Kate, 44, said: “This is something usually only reserved for serving military and terminally ill adults, but if we were going to lose Jacob, I didn’t want him to go with a different surname to mine. It meant so much to all of us to be able to do it.”
For the first few weeks of his life Jacob had problems with acid reflux.
His parents took him to Queen Alexandra Hospital in Portsmouth, where the family were living at the time.
A consultant noticed Jacob had slight facial paralysis which was indicated by the fact one of his eyes didn’t fully close when he cried.
He was also breathing noisily and had an obstructed airflow.
Kate, who works in publishing, said: “Jacob had an ultrasound scan, and we were told they had found a mass on his brain which they believed was a brain tumour.
“He was only four-and-a-half weeks old. Although hoping for the best, I think in my heart of hearts, I knew we were going to lose him.”
The diagnosis of the extremely rare ATRT tumour was confirmed after Jacob was taken to Southampton General Hospital.
Kate said: “They said Jacob had a very slim chance of survival, but they wanted to operate on him. In early September, Jacob underwent his surgery. They managed to remove 95% of the tumour, far more than they thought they could achieve, which gave us some hope.”

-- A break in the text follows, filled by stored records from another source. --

//! Subtitle handling: cue model, WebVTT cleanup, SRT rendering/parsing and
//! the flattening of timed cues into a plain-text transcript.

use std::collections::HashSet;
use std::fmt::Write as _;
use std::fs;
use std::path::{Path, PathBuf};

use anyhow::{Context, Result};
use serde::Serialize;
use tracing::{debug, warn};
use walkdir::WalkDir;

use crate::backend::SubtitleFlattener;

/// Line placed between cues in flattened transcripts.
pub const TEXT_SEPARATOR: &str = "*******";

/// One timed subtitle cue. Times are in milliseconds.
#[derive(Debug, Clone, PartialEq, Eq)]
pub struct Cue {
    pub start_ms: u64,
    pub end_ms: u64,
    pub text: String,
}

impl Cue {
    pub fn new(start_ms: u64, end_ms: u64, text: impl Into<String>) -> Self {
        Self {
            start_ms,
            end_ms,
            text: text.into(),
        }
    }
}

/// Parses `HH:MM:SS.mmm`, `HH:MM:SS,mmm` or the hour-less `MM:SS.mmm`.
fn parse_timestamp(value: &str) -> Option<u64> {
    let value = value.trim();
    let (clock, millis) = value.rsplit_once(['.', ','])?;
    let millis: u64 = millis.parse().ok()?;
    let parts: Vec<u64> = clock
        .split(':')
        .map(|part| part.parse::<u64>().ok())
        .collect::<Option<_>>()?;
    let (hours, minutes, seconds) = match parts.as_slice() {
        [h, m, s] => (*h, *m, *s),
        [m, s] => (0, *m, *s),
        _ => return None,
    };
    Some(((hours * 60 + minutes) * 60 + seconds) * 1000 + millis)
}

/// Formats milliseconds as an SRT timestamp (`HH:MM:SS,mmm`).
fn format_timestamp(ms: u64) -> String {
    let seconds = ms / 1000;
    let milliseconds = ms % 1000;
    let minutes = seconds / 60;
    let hours = minutes / 60;
    format!(
        "{:02}:{:02}:{:02},{:03}",
        hours,
        minutes % 60,
        seconds % 60,
        milliseconds
    )
}

fn parse_timing(line: &str) -> Option<(u64, u64)> {
    let (start, rest) = line.split_once("-->")?;
    let end = rest.split_whitespace().next()?;
    Some((parse_timestamp(start)?, parse_timestamp(end)?))
}

/// Drops every `<...>` tag. A `<` without a closing `>` is kept verbatim.
fn strip_tags(text: &str) -> String {
    let mut out = String::with_capacity(text.len());
    let mut rest = text;
    while let Some(open) = rest.find('<') {
        out.push_str(&rest[..open]);
        match rest[open..].find('>') {
            Some(close) => rest = &rest[open + close + 1..],
            None => {
                out.push_str(&rest[open..]);
                rest = "";
            }
        }
    }
    out.push_str(rest);
    out
}

fn decode_entities(text: &str) -> String {
    text.replace("&nbsp;", " ")
        .replace("&lt;", "<")
        .replace("&gt;", ">")
        .replace("&quot;", "\"")
        .replace("&#39;", "'")
        .replace("&amp;", "&")
}

fn split_blocks(content: &str) -> Vec<Vec<&str>> {
    let mut blocks = Vec::new();
    let mut current = Vec::new();
    for line in content.lines() {
        let line = line.trim_end_matches('\r');
        if line.trim().is_empty() {
            if !current.is_empty() {
                blocks.push(std::mem::take(&mut current));
            }
        } else {
            current.push(line);
        }
    }
    if !current.is_empty() {
        blocks.push(current);
    }
    blocks
}

/// Parses a WebVTT document into clean cues.
///
/// Auto-generated captions repeat every line in a "rolling" block marked with
/// `<c>` word timings followed by a plain copy, so blocks containing `<c>` are
/// dropped, inline tags are removed and consecutive duplicates collapse.
pub fn parse_vtt(content: &str) -> Vec<Cue> {
    let content = content.trim_start_matches('\u{feff}');
    let body = match content.split_once("\n\n") {
        Some((_, body)) => body,
        None => match content.split_once("\r\n\r\n") {
            Some((_, body)) => body,
            None => return Vec::new(),
        },
    };

    let mut cues = Vec::new();
    let mut last_text = String::new();

    for block in split_blocks(body) {
        if block.iter().any(|line| line.contains("<c>")) {
            continue;
        }
        let Some(timing_index) = block.iter().position(|line| line.contains("-->")) else {
            continue;
        };
        let Some((start_ms, end_ms)) = parse_timing(block[timing_index]) else {
            continue;
        };
        let raw = block[timing_index + 1..].join(" ");
        let text = decode_entities(strip_tags(&raw).trim());
        if text.is_empty() || text == last_text {
            continue;
        }
        last_text.clone_from(&text);
        cues.push(Cue::new(start_ms, end_ms, text));
    }

    cues
}

/// Parses an SRT document. Multi-line cue text keeps its line breaks.
pub fn parse_srt(content: &str) -> Vec<Cue> {
    let content = content.trim_start_matches('\u{feff}');
    split_blocks(content)
        .into_iter()
        .filter_map(|block| {
            let timing_index = block.iter().position(|line| line.contains("-->"))?;
            let (start_ms, end_ms) = parse_timing(block[timing_index])?;
            let text = block[timing_index + 1..].join("\n");
            Some(Cue::new(start_ms, end_ms, text))
        })
        .collect()
}

/// Renders cues as an SRT document, numbering from 1.
pub fn render_srt(cues: &[Cue]) -> String {
    let mut output = String::new();
    for (index, cue) in cues.iter().enumerate() {
        // Writing into a String cannot fail.
        let _ = writeln!(output, "{}", index + 1);
        let _ = writeln!(
            output,
            "{} --> {}",
            format_timestamp(cue.start_ms),
            format_timestamp(cue.end_ms)
        );
        let _ = writeln!(output, "{}\n", cue.text);
    }
    output
}

/// Joins unique cue texts into a readable transcript.
pub fn flatten_cues(cues: &[Cue]) -> String {
    let mut seen = HashSet::new();
    let mut texts = Vec::new();
    for cue in cues {
        let text = strip_tags(&cue.text.replace('\n', " "));
        let text = text.trim();
        if !text.is_empty() && seen.insert(text.to_owned()) {
            texts.push(text.to_owned());
        }
    }
    texts.join(&format!("\n{TEXT_SEPARATOR}\n"))
}

/// Flattens `.srt` files from disk.
#[derive(Debug, Clone, Copy, Default)]
pub struct SrtFlattener;

impl SubtitleFlattener for SrtFlattener {
    fn to_plain_text(&self, subtitle: &Path) -> Result<String> {
        let content = fs::read_to_string(subtitle)
            .with_context(|| format!("reading {}", subtitle.display()))?;
        Ok(flatten_cues(&parse_srt(&content)))
    }
}

/// Counters from [`sweep`].
#[derive(Debug, Default, Serialize)]
pub struct SweepReport {
    pub converted_vtt: usize,
    pub written_text: usize,
    pub failures: Vec<(PathBuf, String)>,
}

fn has_extension(path: &Path, ext: &str) -> bool {
    path.extension()
        .and_then(|value| value.to_str())
        .is_some_and(|value| value.eq_ignore_ascii_case(ext))
}

/// Walks `root`, turning every `.vtt` without an `.srt` sibling into a cleaned
/// `.srt`, then (re)writing the `.txt` transcript next to every `.srt`.
pub fn sweep(root: &Path, flattener: &dyn SubtitleFlattener) -> Result<SweepReport> {
    let mut report = SweepReport::default();
    let mut vtt_files = Vec::new();
    let mut srt_files = Vec::new();

    for entry in WalkDir::new(root).follow_links(false) {
        let entry = entry.with_context(|| format!("walking {}", root.display()))?;
        if !entry.file_type().is_file() {
            continue;
        }
        let path = entry.into_path();
        if has_extension(&path, "vtt") {
            vtt_files.push(path);
        } else if has_extension(&path, "srt") {
            srt_files.push(path);
        }
    }

    for vtt in vtt_files {
        let srt = vtt.with_extension("srt");
        if srt.exists() {
            continue;
        }
        let converted = fs::read_to_string(&vtt)
            .map(|content| render_srt(&parse_vtt(&content)))
            .and_then(|rendered| fs::write(&srt, rendered));
        match converted {
            Ok(()) => {
                debug!(path = %srt.display(), "converted vtt");
                report.converted_vtt += 1;
                srt_files.push(srt);
            }
            Err(err) => {
                warn!(path = %vtt.display(), error = %err, "could not convert vtt");
                report.failures.push((vtt, err.to_string()));
            }
        }
    }

    for srt in srt_files {
        let txt = srt.with_extension("txt");
        let written = flattener
            .to_plain_text(&srt)
            .and_then(|text| fs::write(&txt, text).with_context(|| format!("writing {}", txt.display())));
        match written {
            Ok(()) => report.written_text += 1,
            Err(err) => {
                warn!(path = %srt.display(), error = %err, "could not flatten subtitle");
                report.failures.push((srt, format!("{err:#}")));
            }
        }
    }

    Ok(report)
}

#[cfg(test)]
mod tests {
    use super::*;
    use tempfile::tempdir;

    const AUTO_VTT: &str = "WEBVTT\nKind: captions\nLanguage: en\n\n\
00:00:00.000 --> 00:00:02.000 align:start position:0%\n\
hello<00:00:00.500><c> world</c>\n\n\
00:00:02.000 --> 00:00:02.010 align:start position:0%\n\
hello world\n\n\
00:00:02.010 --> 00:00:04.000 align:start position:0%\n\
hello world\n\n\
00:00:04.000 --> 00:00:06.500\n\
second &amp; <i>last</i>\n";

    #[test]
    fn timestamps_parse_and_format() {
        assert_eq!(parse_timestamp("01:02:03.004"), Some(3_723_004));
        assert_eq!(parse_timestamp("01:02:03,004"), Some(3_723_004));
        assert_eq!(parse_timestamp("02:03.500"), Some(123_500));
        assert_eq!(parse_timestamp("nonsense"), None);
        assert_eq!(format_timestamp(3_723_004), "01:02:03,004");
        assert_eq!(format_timestamp(0), "00:00:00,000");
    }

    #[test]
    fn vtt_rolling_blocks_and_duplicates_are_dropped() {
        let cues = parse_vtt(AUTO_VTT);
        assert_eq!(
            cues,
            vec![
                Cue::new(2_000, 2_010, "hello world"),
                Cue::new(4_000, 6_500, "second & last"),
            ]
        );
    }

    #[test]
    fn vtt_without_body_is_empty() {
        assert!(parse_vtt("WEBVTT").is_empty());
    }

    #[test]
    fn srt_render_then_parse_keeps_cues() {
        let cues = vec![Cue::new(0, 1_500, "one"), Cue::new(1_500, 3_000, "two\nlines")];
        let rendered = render_srt(&cues);
        assert!(rendered.starts_with("1\n00:00:00,000 --> 00:00:01,500\none\n\n2\n"));
        assert_eq!(parse_srt(&rendered), cues);
    }

    #[test]
    fn flatten_joins_unique_texts_with_separator() {
        let cues = vec![
            Cue::new(0, 1, "<b>Hello</b>\nthere"),
            Cue::new(1, 2, "Hello there"),
            Cue::new(2, 3, "  "),
            Cue::new(3, 4, "Bye"),
        ];
        assert_eq!(flatten_cues(&cues), "Hello there\n*******\nBye");
    }

    #[test]
    fn srt_flattener_reads_file() -> anyhow::Result<()> {
        let dir = tempdir()?;
        let path = dir.path().join("01_intro.en.srt");
        fs::write(&path, render_srt(&[Cue::new(0, 10, "a"), Cue::new(10, 20, "b")]))?;
        assert_eq!(SrtFlattener.to_plain_text(&path)?, "a\n*******\nb");
        Ok(())
    }

    #[test]
    fn sweep_converts_vtt_and_writes_text() -> anyhow::Result<()> {
        let dir = tempdir()?;
        let folder = dir.path().join("List_Owner");
        fs::create_dir_all(&folder)?;
        fs::write(folder.join("01_a.en.vtt"), AUTO_VTT)?;
        fs::write(
            folder.join("02_b.fa.srt"),
            render_srt(&[Cue::new(0, 10, "salam")]),
        )?;

        let report = sweep(dir.path(), &SrtFlattener)?;
        assert_eq!(report.converted_vtt, 1);
        assert_eq!(report.written_text, 2);
        assert!(report.failures.is_empty());
        assert!(folder.join("01_a.en.srt").exists());
        assert_eq!(
            fs::read_to_string(folder.join("01_a.en.txt"))?,
            "hello world\n*******\nsecond & last"
        );
        assert_eq!(fs::read_to_string(folder.join("02_b.fa.txt"))?, "salam");
        Ok(())
    }

    #[test]
    fn sweep_keeps_existing_srt() -> anyhow::Result<()> {
        let dir = tempdir()?;
        fs::write(dir.path().join("x.en.vtt"), AUTO_VTT)?;
        fs::write(dir.path().join("x.en.srt"), render_srt(&[Cue::new(0, 1, "kept")]))?;
        let report = sweep(dir.path(), &SrtFlattener)?;
        assert_eq!(report.converted_vtt, 0);
        assert_eq!(fs::read_to_string(dir.path().join("x.en.txt"))?, "kept");
        Ok(())
    }
}
//! Expands one planned input into a lazy stream of download tasks.
//!
//! Collections are paged through the listing capability instead of being
//! materialized, except when a reverse order is requested and the member count
//! is unknown up front.

use std::collections::VecDeque;

use tracing::debug;
use url::Url;

use crate::backend::{CollectionLister, Listing};
use crate::error::{FetchError, ResolutionError};
use crate::input::PlannedInput;
use crate::model::{CollectionRef, DownloadTask, RemoteItemRef, TaskPolicy};
use crate::sanitize::folder_name;
use crate::ytdlp::watch_url;

pub const PAGE_SIZE: usize = 100;

/// The video id a URL points at: the `v=` query parameter, a `youtu.be/<id>`
/// short link or a `/shorts/<id>` path.
pub fn watch_id(reference: &str) -> Option<String> {
    let parsed = Url::parse(reference.trim()).ok()?;
    let host = parsed.host_str()?.to_ascii_lowercase();
    let mut segments = parsed
        .path_segments()
        .into_iter()
        .flatten()
        .filter(|segment| !segment.is_empty());

    let id = if host == "youtu.be" || host.ends_with(".youtu.be") {
        segments.next().map(str::to_owned)
    } else if host.ends_with("youtube.com") && segments.next() == Some("shorts") {
        segments.next().map(str::to_owned)
    } else {
        parsed
            .query_pairs()
            .find(|(key, _)| key == "v")
            .map(|(_, value)| value.into_owned())
    };
    id.filter(|id| !id.is_empty())
}

/// Rewrites any reference naming a single video to the bare watch URL, so
/// `watch?v=X&list=Y` resolves to the single item `X`.
pub fn canonical_reference(reference: &str) -> String {
    match watch_id(reference) {
        Some(id) => watch_url(&id),
        None => reference.trim().to_owned(),
    }
}

/// Fields every task of one input shares.
#[derive(Debug, Clone)]
struct TaskTemplate {
    source: String,
    folder: String,
    languages: Vec<String>,
    max_resolution: u32,
    policy: TaskPolicy,
}

impl TaskTemplate {
    fn task(&self, item: RemoteItemRef, sequence: usize) -> DownloadTask {
        DownloadTask {
            item,
            folder: self.folder.clone(),
            sequence,
            source: self.source.clone(),
            languages: self.languages.clone(),
            max_resolution: self.max_resolution,
            policy: self.policy,
        }
    }
}

pub struct Resolver<'a> {
    lister: &'a dyn CollectionLister,
    languages: Vec<String>,
    max_resolution: u32,
    policy: TaskPolicy,
    page_size: usize,
}

impl<'a> Resolver<'a> {
    pub fn new(
        lister: &'a dyn CollectionLister,
        languages: &[String],
        max_resolution: u32,
        policy: TaskPolicy,
    ) -> Self {
        Self {
            lister,
            languages: languages.to_vec(),
            max_resolution,
            policy,
            page_size: PAGE_SIZE,
        }
    }

    pub fn with_page_size(mut self, page_size: usize) -> Self {
        self.page_size = page_size.max(1);
        self
    }

    fn template(&self, source: &str, folder: String) -> TaskTemplate {
        TaskTemplate {
            source: source.to_owned(),
            folder,
            languages: self.languages.clone(),
            max_resolution: self.max_resolution,
            policy: self.policy,
        }
    }

    /// Classifies the input and returns its tasks. A reference the listing
    /// capability rejects yields exactly one `Err`.
    pub fn resolve(&self, input: &PlannedInput) -> TaskStream<'a> {
        let reference = canonical_reference(&input.reference);
        debug!(reference = %reference, start = input.start, "resolving input");

        match self.lister.describe(&reference) {
            Err(err) => TaskStream::single(Err(ResolutionError {
                reference: input.reference.clone(),
                reason: err.to_string(),
            })),
            Ok(Listing::Item(item)) => {
                let folder = folder_name(&item.title, &item.uploader, &item.remote_id);
                let template = self.template(&input.reference, folder);
                TaskStream::single(Ok(template.task(item, 1)))
            }
            Ok(Listing::Collection(mut collection)) => {
                collection.start = input.start;
                let folder =
                    folder_name(&collection.title, &collection.uploader, &collection.remote_id);
                let template = self.template(&input.reference, folder);
                let cursor = match (self.policy.reverse_download, collection.member_count) {
                    (false, _) => Cursor::Forward { next: input.start },
                    (true, Some(count)) => Cursor::Backward { last: count },
                    (true, None) => Cursor::Materialize,
                };
                TaskStream::Members(MemberTasks {
                    lister: self.lister,
                    collection,
                    template,
                    page_size: self.page_size,
                    cursor,
                    buffer: VecDeque::new(),
                    sequence: 0,
                })
            }
        }
    }
}

pub enum TaskStream<'a> {
    Single(Option<Result<DownloadTask, ResolutionError>>),
    Members(MemberTasks<'a>),
}

impl TaskStream<'_> {
    fn single(result: Result<DownloadTask, ResolutionError>) -> Self {
        TaskStream::Single(Some(result))
    }
}

impl Iterator for TaskStream<'_> {
    type Item = Result<DownloadTask, ResolutionError>;

    fn next(&mut self) -> Option<Self::Item> {
        match self {
            TaskStream::Single(slot) => slot.take(),
            TaskStream::Members(members) => members.next(),
        }
    }
}

#[derive(Debug, Clone, Copy)]
enum Cursor {
    /// Next 1-indexed position to request.
    Forward { next: usize },
    /// Last position not yet requested, walking towards the start offset.
    Backward { last: usize },
    /// Reverse order without a known count: read everything, then flip.
    Materialize,
    Done,
}

/// Members of one collection, numbered as they are handed out.
pub struct MemberTasks<'a> {
    lister: &'a dyn CollectionLister,
    collection: CollectionRef,
    template: TaskTemplate,
    page_size: usize,
    cursor: Cursor,
    buffer: VecDeque<RemoteItemRef>,
    sequence: usize,
}

impl MemberTasks<'_> {
    fn page(&self, start: usize, count: usize) -> Result<Vec<RemoteItemRef>, FetchError> {
        debug!(collection = %self.collection.url, start, count, "listing page");
        self.lister.list_page(&self.collection, start, count)
    }

    /// Everything between positions `first` and `last`, re-requesting after a
    /// short page until the window is covered or the listing runs dry.
    fn span(&self, first: usize, last: usize) -> Result<Vec<RemoteItemRef>, FetchError> {
        let mut members = Vec::new();
        let mut next = first;
        while next <= last {
            let page = self.page(next, last - next + 1)?;
            let Some(tail) = page.last() else { break };
            next = after(tail, next);
            members.extend(page);
        }
        Ok(members)
    }

    fn fill(&mut self) -> Result<(), FetchError> {
        let start = self.collection.start;
        match self.cursor {
            Cursor::Forward { next } => {
                if let Some(count) = self.collection.member_count
                    && next > count
                {
                    self.cursor = Cursor::Done;
                    return Ok(());
                }
                let page = self.page(next, self.page_size)?;
                self.cursor = match (page.last(), self.collection.member_count) {
                    (Some(tail), _) => Cursor::Forward {
                        next: after(tail, next),
                    },
                    // Nothing listable in this window, but the count says more follow.
                    (None, Some(_)) => Cursor::Forward {
                        next: next + self.page_size,
                    },
                    (None, None) => Cursor::Done,
                };
                self.buffer.extend(page);
            }
            Cursor::Backward { last } => {
                if last < start {
                    self.cursor = Cursor::Done;
                    return Ok(());
                }
                let first = last.saturating_sub(self.page_size - 1).max(start);
                let page = self.span(first, last)?;
                self.cursor = if first <= start {
                    Cursor::Done
                } else {
                    Cursor::Backward { last: first - 1 }
                };
                self.buffer.extend(page.into_iter().rev());
            }
            Cursor::Materialize => {
                let mut all = Vec::new();
                let mut next = start;
                loop {
                    let page = self.page(next, self.page_size)?;
                    let Some(tail) = page.last() else { break };
                    next = after(tail, next);
                    all.extend(page);
                }
                all.reverse();
                self.buffer.extend(all);
                self.cursor = Cursor::Done;
            }
            Cursor::Done => {}
        }
        Ok(())
    }
}

/// Position to request after a page ending in `tail`. Pages may be shorter
/// than requested, so this follows the members' own positions.
fn after(tail: &RemoteItemRef, requested: usize) -> usize {
    (tail.position + 1).max(requested + 1)
}

impl Iterator for MemberTasks<'_> {
    type Item = Result<DownloadTask, ResolutionError>;

    fn next(&mut self) -> Option<Self::Item> {
        loop {
            if let Some(item) = self.buffer.pop_front() {
                self.sequence += 1;
                return Some(Ok(self.template.task(item, self.sequence)));
            }
            if matches!(self.cursor, Cursor::Done) {
                return None;
            }
            if let Err(err) = self.fill() {
                self.cursor = Cursor::Done;
                return Some(Err(ResolutionError {
                    reference: self.template.source.clone(),
                    reason: format!("listing stopped after {} members: {err}", self.sequence),
                }));
            }
        }
    }
}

On September 8, 2016, Jacob had surgery and spent three weeks on ventilators in the Paediatric Intensive Care Unit (PICU) at Southampton General Hospital.
On September 16 the same year Kate and Andy were able to tie-the-knot at Portsmouth Registry Office.
The wedding was a far cry form the festival wedding they had been in the early stages of planning for 2017 and, after exchanging vows, the newlyweds headed straight back to the hospital to be with Jacob.
In October 2016, Kate and Andy were able to drive Jacob to Kate’s hometown in Dumfries to see her parents, gandpa and wider family and friends.
Kate said: “That was hugely important to me; we had a lot of laughs and fun, but it was also very emotional.
“At one point, my papa was cuddling Jacob and I noticed he had turned blue, there was clearly something not right and, goodness knows where it came from, but the training kicked in and we kept him going with CPR until the ambulance arrived.”
Jacob was taken to Dumfries and Galloway Royal Infirmary were stayed for two weeks because it emerged he had developed bronchiolitis.
In mid-November, Jacob was back at home when again he struggled to breathe. He needed to be resuscitated and another MRI scan followed.
Kate said: “The scan showed the tumour was back, and it was bigger than the initial tumour. They also found a tumour on his kidney. At that point, we knew it was over.”
Jacob died peacefully in his parents arms on November 24, 2016.
Kate is now working with the charity Brain Tumour Research and is doing the 10,000 Steps a Day in February challenge to raise money to help find a cure for the disease.
Brain tumours kill more children than leukaemia and any other cancer, yet historically just 1% of the national spend on cancer research has been allocated to this disease.
Kate is set to embark on the February fundraiser and said: “I want to do this for Jacob, it’s so important to me. If just one penny I raise helps other families avoid the heartbreak we’ve been through, then it’s worth it. Hopefully, the wee guy will be with me every step of the way.”
Matthew Price, community development manager at Brain Tumour Research said: “We’re so sorry to learn that baby Jacob died at such a young age from a brain tumour.
“We’re really grateful to Kate for taking on the 10,000 Steps a Day in February challenge as it’s only with the support of people like her that we’re able to progress our research into brain tumours and improve the outcome for patients like Jacob who are forced to fight this awful disease.”
Brain Tumour Research funds sustainable research at dedicated centres in the UK and also campaigns for the Government and the larger cancer charities to invest more in research into brain tumours.
The charity is the driving force behind the call for a national annual spend of £35m in order to improve survival rates and patient outcomes in line with other cancers such as breast cancer and leukaemia. It is also campaigning for greater repurposing of drugs.
Anyone wishing to support fundraising campaigns can find more information on the charity’s website.
Kate has also set up her own JustGiving page for anyone wishing to support her campaign.